A pullback of morphisms f: A → C and g: B → C is a limit of the cospan diagram A → C ← B: an object P with morphisms to A and B making a commutative square, universal with this property. The pushout is the colimit of the span A ← C → B. In Set, the pullback is {(a,b) ∈ A×B | f(a) = g(b)} (fiber product), and the pushout is the coproduct A+B quotiented by the relation f(c) ~ g(c). Pullbacks model intersection, preimage, and change of base; pushouts model amalgamation, gluing, and quotients.
Compute pullbacks explicitly in Set for a concrete choice of f and g: take f: {1,2,3} → {a,b} and g: {x,y} → {a,b} and construct the pullback set. Then dualize to understand pushouts by gluing topological spaces along a common subspace.
From limits and colimits, you know the general pattern: a limit of a diagram is a universal object with maps into all parts of the diagram that commute with the diagram's morphisms, while a colimit is the dual — a universal object with maps out. Pullbacks and pushouts are the special cases for diagrams shaped like a cospan (two arrows into a common target) and a span (two arrows out of a common source), respectively. They are the most concrete and frequently encountered examples of limits and colimits in mathematics.

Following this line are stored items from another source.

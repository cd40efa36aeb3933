//! Shared types for the flowcap capture pipeline.

mod critical;
mod event;
mod feed;
mod recording;
mod session;

pub use critical::*;
pub use event::*;
pub use feed::*;
pub use recording::*;
pub use session::*;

The pullback of f: A → C and g: B → C is a limit of the cospan A →^f C ←^g B. It is an object P together with morphisms p₁: P → A and p₂: P → B such that f∘p₁ = g∘p₂ (the square commutes), and any other object Q with maps to A and B satisfying this commutativity factors uniquely through P. In Set, the pullback is the fiber product: P = A ×_C B = {(a, b) ∈ A × B | f(a) = g(b)}. The maps p₁ and p₂ are the projections. Concretely: if f: Students → Courses maps each student to their enrolled course, and g: Grades → Courses maps each grade record to its course, then the pullback is the set of (student, grade) pairs in the same course — the natural join in database terms. The fiber product operation matches things up over a common target.
The pushout of f: C → A and g: C → B is a colimit of the span A ←^f C →^g B. It is an object Q with maps i₁: A → Q and i₂: B → Q such that i₁∘f = i₂∘g, universal with this property. In Set, the pushout is the amalgamation: Q = (A ⊔ B) / ~, where ~ identifies f(c) ~ g(c) for each c ∈ C. You glue A and B together by identifying each image of C in A with the corresponding image in C in B. In topology, this is exactly how you construct spaces by gluing: to attach a disk D² to a circle S¹ along the boundary ∂D² ≅ S¹, you take the pushout of ∂D² → D² and ∂D² → S¹ in Top. The pushout with its quotient topology is the new space with the disk attached.
The dual relationship between pullbacks and pushouts is the categorical mirror of the duality between intersection and union, or between preimage and image. Pullbacks pull structure back along maps (change of base in algebraic geometry, preimage of a sheaf); pushouts push structure forward and glue things together (quotients, amalgamated free products in group theory, adjunction spaces in topology). In any category with a zero object, every kernel is a pullback along the zero map and every cokernel is a pushout along the zero map — connecting these constructions to exact sequences and homological algebra. Recognizing which construction you are dealing with (pullback or pushout, limit or colimit) immediately tells you the universal property you can invoke and the verification strategy you need.